Our data showed that rabbits primed with UV-HSV-1 through anterior chamber 1 week before infection developed a distinctive pattern of infection that very much resembled clinical corneal endotheliitis in patients. Immunohistochemical staining revealed that HSV-1 antigen was only detected in the destroyed endothelial cell layer. Therefore, the viral infection appeared to be limited to the corneal endothelium, implying that keratocytes, corneal epithelial cells, and iris and ciliary body tissues were protected from viral spread. Inflammatory cells including lymphocytes, plasma cells, and polymorphonuclear cells were found to infiltrate the region where endothelial cells were destroyed. The corneal edema that manifested in the infected eyes could reflect the destruction or dysfunction of the endothelial cell layer. 
It is well known that HSV-1 can be transported in retrograde fashion to neuronal ganglia, such as the trigeminal ganglion, after primary infection of mucocutaneous tissues.
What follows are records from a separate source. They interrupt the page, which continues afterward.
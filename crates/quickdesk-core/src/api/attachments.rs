//! Ticket attachments: listing, multipart uploads and removal.

use chrono::Utc;
use serde::{Deserialize, Serialize};
use uuid::Uuid;

use super::{visible_ticket, TicketRef};
use crate::error::{DeskError, Result};
use crate::function::{MutationContext, QueryContext};
use crate::model::{Attachment, AttachmentView, NewAttachment};
use crate::storage::{self, ObjectStore};
use crate::validation;

/// One file from an upload request.
#[derive(Debug, Clone)]
pub struct UploadFile {
    pub file_name: String,
    pub content_type: String,
    pub bytes: Vec<u8>,
}

#[derive(Debug, Clone, Serialize, Deserialize)]
pub struct UploadFailure {
    pub file_name: String,
    pub error: String,
}

/// Outcome of an upload request. Files succeed or fail independently.
#[derive(Debug, Clone, Default, Serialize, Deserialize)]
pub struct UploadReport {
    pub uploaded: Vec<AttachmentView>,
    pub failed: Vec<UploadFailure>,
}

impl UploadReport {
    pub fn is_complete(&self) -> bool {
        self.failed.is_empty()
    }
}

#[derive(Debug, Clone, Copy, Serialize, Deserialize)]
pub struct AttachmentRef {
    pub attachment_id: Uuid,
}

desk_query!(
    ListAttachments,
    "list_attachments",
    "Files attached to a ticket",
    TicketRef => Vec<AttachmentView>,
    list_attachments
);

desk_mutation!(
    DeleteAttachment,
    "delete_attachment",
    "Remove an attachment and its stored file",
    AttachmentRef => (),
    delete_attachment
);

fn view(objects: &dyn ObjectStore, attachment: Attachment) -> AttachmentView {
    AttachmentView {
        url: objects.public_url(&attachment.file_path),
        attachment,
    }
}

async fn list_attachments(ctx: &QueryContext, args: TicketRef) -> Result<Vec<AttachmentView>> {
    let ticket = visible_ticket(ctx.store(), ctx.viewer(), args.ticket_id).await?;
    let attachments = ctx.store().list_attachments(ticket.id).await?;
    Ok(attachments
        .into_iter()
        .map(|a| view(ctx.objects(), a))
        .collect())
}

/// Store each file under the ticket and record it.
///
/// `hard_limit_bytes` caps the size on top of the desk setting. A file that
/// fails validation, upload or recording is reported and the rest continue.
pub async fn upload_attachments(
    ctx: &MutationContext,
    ticket_id: Uuid,
    files: Vec<UploadFile>,
    hard_limit_bytes: u64,
) -> Result<UploadReport> {
    let ticket = visible_ticket(ctx.store(), ctx.viewer(), ticket_id).await?;
    if files.is_empty() {
        return Err(DeskError::Validation("No files provided".into()));
    }
    let settings = ctx.store().load_settings().await?;

    let mut report = UploadReport::default();
    for file in files {
        let file_name = file.file_name.clone();
        match upload_one(ctx, ticket.id, file, &settings, hard_limit_bytes).await {
            Ok(view) => report.uploaded.push(view),
            Err(e) => {
                tracing::warn!(ticket_id = %ticket.id, file = %file_name, error = %e, "Attachment rejected");
                report.failed.push(UploadFailure {
                    file_name,
                    error: e.to_string(),
                });
            }
        }
    }

    tracing::info!(
        ticket_id = %ticket.id,
        uploaded = report.uploaded.len(),
        failed = report.failed.len(),
        "Attachments processed"
    );
    Ok(report)
}

async fn upload_one(
    ctx: &MutationContext,
    ticket_id: Uuid,
    file: UploadFile,
    settings: &crate::model::DeskSettings,
    hard_limit_bytes: u64,
) -> Result<AttachmentView> {
    validation::check_attachment(
        &file.file_name,
        &file.content_type,
        file.bytes.len() as u64,
        settings,
        hard_limit_bytes,
    )?;

    let path = storage::attachment_path(ticket_id, &file.file_name, Utc::now(), Uuid::new_v4());
    ctx.objects()
        .upload(&path, &file.bytes, &file.content_type)
        .await?;

    let record = NewAttachment {
        ticket_id,
        file_name: file.file_name,
        file_path: path.clone(),
        file_size: file.bytes.len() as i64,
        file_type: file.content_type,
        uploaded_by: ctx.viewer().id,
    };
    match ctx.store().insert_attachment(record).await {
        Ok(attachment) => Ok(view(ctx.objects(), attachment)),
        // A conflicting row owns the object at this path; leave it alone.
        Err(e @ DeskError::Conflict(_)) => Err(e),
        Err(e) => {
            if let Err(cleanup) = ctx.objects().remove(&path).await {
                tracing::warn!(path = %path, error = %cleanup, "Failed to remove orphaned object");
            }
            Err(e)
        }
    }
}

async fn delete_attachment(ctx: &MutationContext, args: AttachmentRef) -> Result<()> {
    let attachment = ctx
        .store()
        .get_attachment(args.attachment_id)
        .await?
        .ok_or_else(|| DeskError::NotFound(format!("Attachment {} not found", args.attachment_id)))?;
    let ticket = visible_ticket(ctx.store(), ctx.viewer(), attachment.ticket_id).await?;

    let viewer = ctx.viewer();
    if attachment.uploaded_by != viewer.id && !viewer.is_staff() {
        return Err(DeskError::forbidden(
            "Only the uploader or support staff can delete an attachment",
        ));
    }

    ctx.objects().remove(&attachment.file_path).await?;
    ctx.store().delete_attachment(attachment.id).await?;
    tracing::info!(ticket_id = %ticket.id, attachment_id = %attachment.id, "Attachment deleted");
    Ok(())
}

#[cfg(test)]
mod tests {
    use super::*;
    use crate::function::{DeskMutation, DeskQuery};
    use crate::model::Role;
    use crate::testing::TestDesk;
    use crate::{assert_err_variant, assert_redirected};

    const MB: u64 = 1024 * 1024;

    fn file(name: &str, content_type: &str, len: usize) -> UploadFile {
        UploadFile {
            file_name: name.into(),
            content_type: content_type.into(),
            bytes: vec![7u8; len],
        }
    }

    #[tokio::test]
    async fn test_upload_reports_each_file() {
        let desk = TestDesk::new();
        let ann = desk.store.seed_profile("Ann", Role::EndUser);
        let hw = desk.store.seed_category("Hardware");
        let ticket = desk.store.seed_ticket("broken", &hw, &ann, None);

        let report = upload_attachments(
            &desk.mutation(&ann),
            ticket.id,
            vec![
                file("screen.png", "image/png", 2048),
                file("setup.exe", "application/x-msdownload", 10),
                file("empty.txt", "text/plain", 0),
            ],
            100 * MB,
        )
        .await
        .unwrap();

        assert_eq!(report.uploaded.len(), 1);
        assert_eq!(report.failed.len(), 2);
        assert!(!report.is_complete());

        let stored = &report.uploaded[0];
        assert!(stored
            .attachment
            .file_path
            .starts_with(&format!("tickets/{}/", ticket.id)));
        assert!(stored.url.starts_with("memory://attachments/tickets/"));
        assert_eq!(desk.objects.paths(), vec![stored.attachment.file_path.clone()]);
    }

    #[tokio::test]
    async fn test_same_name_files_keep_separate_objects() {
        let desk = TestDesk::new();
        let ann = desk.store.seed_profile("Ann", Role::EndUser);
        let hw = desk.store.seed_category("Hardware");
        let ticket = desk.store.seed_ticket("broken", &hw, &ann, None);

        let report = upload_attachments(
            &desk.mutation(&ann),
            ticket.id,
            vec![file("log.txt", "text/plain", 5), file("log.txt", "text/plain", 9)],
            MB,
        )
        .await
        .unwrap();

        assert_eq!(report.uploaded.len(), 2);
        assert!(report.failed.is_empty());
        assert_ne!(
            report.uploaded[0].attachment.file_path,
            report.uploaded[1].attachment.file_path
        );
        assert_eq!(desk.objects.paths().len(), 2);

        let listed = ListAttachments::execute(&desk.query(&ann), TicketRef { ticket_id: ticket.id })
            .await
            .unwrap();
        assert_eq!(listed.len(), 2);
    }

    #[tokio::test]
    async fn test_upload_honours_smaller_limit() {
        let desk = TestDesk::new();
        let ann = desk.store.seed_profile("Ann", Role::EndUser);
        let hw = desk.store.seed_category("Hardware");
        let ticket = desk.store.seed_ticket("broken", &hw, &ann, None);

        let report = upload_attachments(
            &desk.mutation(&ann),
            ticket.id,
            vec![file("big.pdf", "application/pdf", (2 * MB) as usize)],
            MB,
        )
        .await
        .unwrap();
        assert!(report.uploaded.is_empty());
        assert!(report.failed[0].error.contains("larger than"));
    }

    #[tokio::test]
    async fn test_upload_failure_is_per_file() {
        let desk = TestDesk::new();
        let ann = desk.store.seed_profile("Ann", Role::EndUser);
        let hw = desk.store.seed_category("Hardware");
        let ticket = desk.store.seed_ticket("broken", &hw, &ann, None);
        desk.objects.fail_uploads(true);

        let report = upload_attachments(
            &desk.mutation(&ann),
            ticket.id,
            vec![file("a.txt", "text/plain", 3)],
            MB,
        )
        .await
        .unwrap();
        assert_eq!(report.failed.len(), 1);
        assert!(ListAttachments::execute(&desk.query(&ann), TicketRef { ticket_id: ticket.id })
            .await
            .unwrap()
            .is_empty());
    }

    #[tokio::test]
    async fn test_upload_requires_ticket_access() {
        let desk = TestDesk::new();
        let ann = desk.store.seed_profile("Ann", Role::EndUser);
        let bob = desk.store.seed_profile("Bob", Role::EndUser);
        let hw = desk.store.seed_category("Hardware");
        let ticket = desk.store.seed_ticket("broken", &hw, &ann, None);

        let result = upload_attachments(
            &desk.mutation(&bob),
            ticket.id,
            vec![file("a.txt", "text/plain", 3)],
            MB,
        )
        .await;
        assert_redirected!(result);
    }

    #[tokio::test]
    async fn test_delete_attachment_rights() {
        let desk = TestDesk::new();
        let ann = desk.store.seed_profile("Ann", Role::EndUser);
        let sam = desk.store.seed_profile("Sam", Role::SupportAgent);
        let hw = desk.store.seed_category("Hardware");
        let ticket = desk.store.seed_ticket("broken", &hw, &ann, Some(&sam));

        let report = upload_attachments(
            &desk.mutation(&sam),
            ticket.id,
            vec![file("log.txt", "text/plain", 12)],
            MB,
        )
        .await
        .unwrap();
        let id = report.uploaded[0].attachment.id;

        let result = DeleteAttachment::execute(&desk.mutation(&ann), AttachmentRef { attachment_id: id }).await;
        assert_err_variant!(result, DeskError::Forbidden { .. });

        DeleteAttachment::execute(&desk.mutation(&sam), AttachmentRef { attachment_id: id })
            .await
            .unwrap();
        assert!(desk.objects.paths().is_empty());

        let result = DeleteAttachment::execute(&desk.mutation(&sam), AttachmentRef { attachment_id: id }).await;
        assert_err_variant!(result, DeskError::NotFound(_));
    }
}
Within the trigeminal ganglion, the virus usually establishes a long-term, latent infection that can become intermittently active. 25 26 Low doses of virus may be spontaneously shed in the eye. It is likely that HSV-1 particles can be released into the anterior chamber through the trigeminal nerves that innervate the trabecular meshwork, the iris, and the ciliary body. 13 25 26 Some of the viral particles can be captured by indigenous antigen-presenting cells, which, in turn, generate an immunogenic signal that induces virus-specific ACAID. We believe that the anterior chamber inoculation of UV-HSV-1 in our experiments produced ACAID by a similar mechanism. The reason we used viral antigen, not infectious virus, is that by injecting inactivated virus, a much higher concentration of viral antigen could be delivered without destruction of the anterior segment of the eye. This “silent” priming is a scenario very similar to that of clinical patients who have asymptomatic spontaneous viral shedding from low numbers of viral particles. 
The amount of viral shedding during any particular reactivation may vary considerably. We suspect that when the dose of released virus is at or near 104 PFU, which is similarly produced in our rabbit model by intracameral infection of infectious HSV-1, the reactivating virus may travel into the immunosuppressive microenvironment of the anterior chamber and cause herpetic corneal endotheliitis. Actually, in our pilot experiments, we have attempted to infect with lower (102 PFU) or higher (106 PFU) doses of infectious HSV-1. But in neither case did we observe typical clinical manifestations of corneal endotheliitis. In our hands, only challenging the anterior chamber with 104 PFU of infectious HSV-1 produced this model, suggesting that only a specific dose of viral release into the ACAID-predominated eye can induce herpetic corneal endotheliitis. It is likely that there is a threshold amount of infectious virus that creates this disease and that the balance of ACAID and host effector responses plays an important role. 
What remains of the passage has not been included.